A campaign for `Rachel's Park'
How to help
Donations for the park project may be dropped off at any Washington Mutual branch or mailed to The Pearson Children's Park Fund, Washington Mutual Queen Anne Branch, 1417 Queen Anne Ave. N., Seattle, 98109.
For project information, write to The Friends of Rachel's Park, 2212 Queen Anne Ave. N., P.O. Box 719, Seattle, 98109 or call Stephanie Bower at 206-284-5111.
A bright-red plastic swing tied with a yellow rope to the blossoming branches of a backyard cherry tree.
A little girl's pale pink jacket hanging in a closet, its silver zipper catching the light.
A white-plastic gardening bucket with a smiley face and the name of the girl's mother - Sarah - written in black marker.
All three objects belonged to members of the Pearson family, who died in the Jan. 31 crash of Alaska Airlines Flight 261 along with another family - the Clemetsons - from Seattle's Queen Anne neighborhood.
All three items bring happiness and sadness to the Pearsons' friends and neighbors who now own them: Young boys down the street now play on the swing that once belonged to 6-year-old Rachel Pearson and her sister, Grace, who was 22 months old. Four-year-old Katie Baker will soon fit into her best friend Rachel's hooded pink coat. And when Stephanie Bower, 41, holds the gardening bucket's metal handle, she thinks of her friend Sarah Pearson, of her smiles, her famous margaritas and her impromptu parties with husband Rod Pearson strumming his guitar on the porch.
"They were just amazing people and always so generous with everything," said Bower.
Though many of the Pearsons' belongings were distributed in the neighborhood as mementos of a beloved family, many friends and neighbors felt a need for a permanent place to remember both families who perished.
They have joined to create a memorial in a little city park, at West Wheeler Street and 11th Avenue West, just a couple of blocks from the Pearsons' home on Ninth Avenue West, where the two Pearson girls and the four Clemetson kids, Cori, Blake, Miles and Spencer, liked to play.
Dr. David Clemetson, his wife, Carolyn, and the four children died in the crash.
"There were a lot of kids that had to deal with this, and there's no place yet to go to put flowers, to reflect and remember," said Mari Ingram, whose daughter, Maddy Fowler, 7, was best friends with Blake and Cori Clemetson and Rachel Pearson. "I think having a place is important."
Whether it's a large rock with the names of the six children and four adults etched on a plaque, or bronze shoe prints of the children memorialized in the Soundview Terrace Park sidewalk, the Queen Anne neighborhood is determined that their friends will not be forgotten.
Ingram said her daughter will not forget the comfort Blake and Cori gave her through weekly chemotherapy treatments for a rare muscular disease.

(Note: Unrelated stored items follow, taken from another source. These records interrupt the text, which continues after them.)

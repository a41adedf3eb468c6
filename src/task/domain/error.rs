//! Error types for task domain validation and parsing.

use super::{AccountId, TaskEvent, TaskId, TaskStatus};
use thiserror::Error;

/// Errors returned while constructing or transitioning domain task values.
#[derive(Debug, Clone, Error, PartialEq, Eq)]
pub enum TaskDomainError {
    /// The task title is empty after trimming.
    #[error("task title must not be empty")]
    EmptyTitle,

    /// The task title exceeds the configured character limit.
    #[error("task title is {actual} characters, maximum is {max}")]
    TitleTooLong {
        /// Configured maximum.
        max: usize,
        /// Observed length in characters.
        actual: usize,
    },

    /// The task description is empty after trimming.
    #[error("task description must not be empty")]
    EmptyDescription,

    /// The reward is not a finite, positive number of major units.
    #[error("reward must be a finite positive amount")]
    InvalidReward,

    /// The reward is below the posting minimum.
    #[error("reward of {actual} micro-units is below the minimum of {minimum}")]
    RewardBelowMinimum {
        /// Minimum accepted reward in micro-units.
        minimum: u64,
        /// Requested reward in micro-units.
        actual: u64,
    },

    /// The requested task duration is outside the accepted range.
    #[error("duration of {days} days is outside the range {min}..={max}")]
    DurationOutOfRange {
        /// Requested duration.
        days: u32,
        /// Shortest accepted duration.
        min: u32,
        /// Longest accepted duration.
        max: u32,
    },

    /// The proof-of-completion reference is empty.
    #[error("proof URI must not be empty")]
    EmptyProofUri,

    /// An account identifier is empty.
    #[error("account identifier must not be empty")]
    EmptyAccountId,

    /// The actor has no standing to perform the event on this task.
    #[error("account {actor} is not authorized to {event} task {task_id}")]
    NotAuthorized {
        /// Task being acted upon.
        task_id: TaskId,
        /// Account attempting the action.
        actor: AccountId,
        /// Attempted event.
        event: TaskEvent,
    },

    /// The event is not legal from the task's current status.
    #[error("cannot {event} task {task_id} while it is {from}")]
    InvalidTransition {
        /// Task being acted upon.
        task_id: TaskId,
        /// Status at the time of the attempt.
        from: TaskStatus,
        /// Attempted event.
        event: TaskEvent,
    },

    /// Persisted task data violates a task invariant.
    #[error("persisted task {task_id} is inconsistent: {detail}")]
    CorruptRecord {
        /// Offending task.
        task_id: TaskId,
        /// Which invariant failed.
        detail: &'static str,
    },
}

impl TaskDomainError {
    /// Returns `true` for input-shape and range failures.
    #[must_use]
    pub const fn is_validation(&self) -> bool {
        matches!(
            self,
            Self::EmptyTitle
                | Self::TitleTooLong { .. }
                | Self::EmptyDescription
                | Self::InvalidReward
                | Self::RewardBelowMinimum { .. }
                | Self::DurationOutOfRange { .. }
                | Self::EmptyProofUri
                | Self::EmptyAccountId
        )
    }
}

/// Error returned while parsing task statuses from persistence or input.
#[derive(Debug, Clone, Error, PartialEq, Eq)]
#[error("unknown task status: {0}")]
pub struct ParseTaskStatusError(pub String);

How they'd play word games or the day Cori gave her new Game Boy to Maddy just to make her happy.
"This is such a perfect spot because it's about the sky and water and it was so close and they really did play here," said Bower, volunteer coordinator for the memorial project.
The goal is to clean up the 0.3-acre park, replace the hawthorn trees that sprout 2-inch-long thorns, build a wall or fence between a steep slope and a residential street, build the memorial, and later rename the park "Rachel's Park," which the girl and her family always called it.
Though $25,000 has been raised, the project is on hold until the Seattle Parks and Recreation Department replaces an old chain-and-wood play structure, which central-division director Herbye White says will cost about $200,000.
Since the replacement is not a high-priority project of the department, White said the community should apply for matching grants and other financial aid. However, he told Bower he would tour the park next week and decide how its needs rate.
The delay is frustrating for Bower and others involved in the project, including Rod Pearson's father, Ralph Pearson, 70.
Ralph Pearson is grateful to those who have shown support for the park, such as Claudia Case, the real-estate broker who sold his son's home on Ninth Avenue West and donated her $13,000 commission, and Chicago Title, which donated its fee of nearly $1,000 to the project.
"It takes a certain kind of person to donate what she did," Pearson said of Case.
Case also urged Windemere Real Estate employees to do cleanup and planting at the park June 16.
Though Claire Barnett, David Clemetson's former wife and the mother of Blake and Cori, is still too devastated to work directly for the memorial, Ingram said she is very supportive of the idea.
"Maybe knowing how much her children were loved will help her heal," Ingram said.
Bower said that when the memorial becomes a reality, it will be a bittersweet moment: happy, because it's a way to honor and remember their friends, and sad because they are no longer here to play on the little red swing, don the pink coat, and carry the white gardening bucket through the front yard.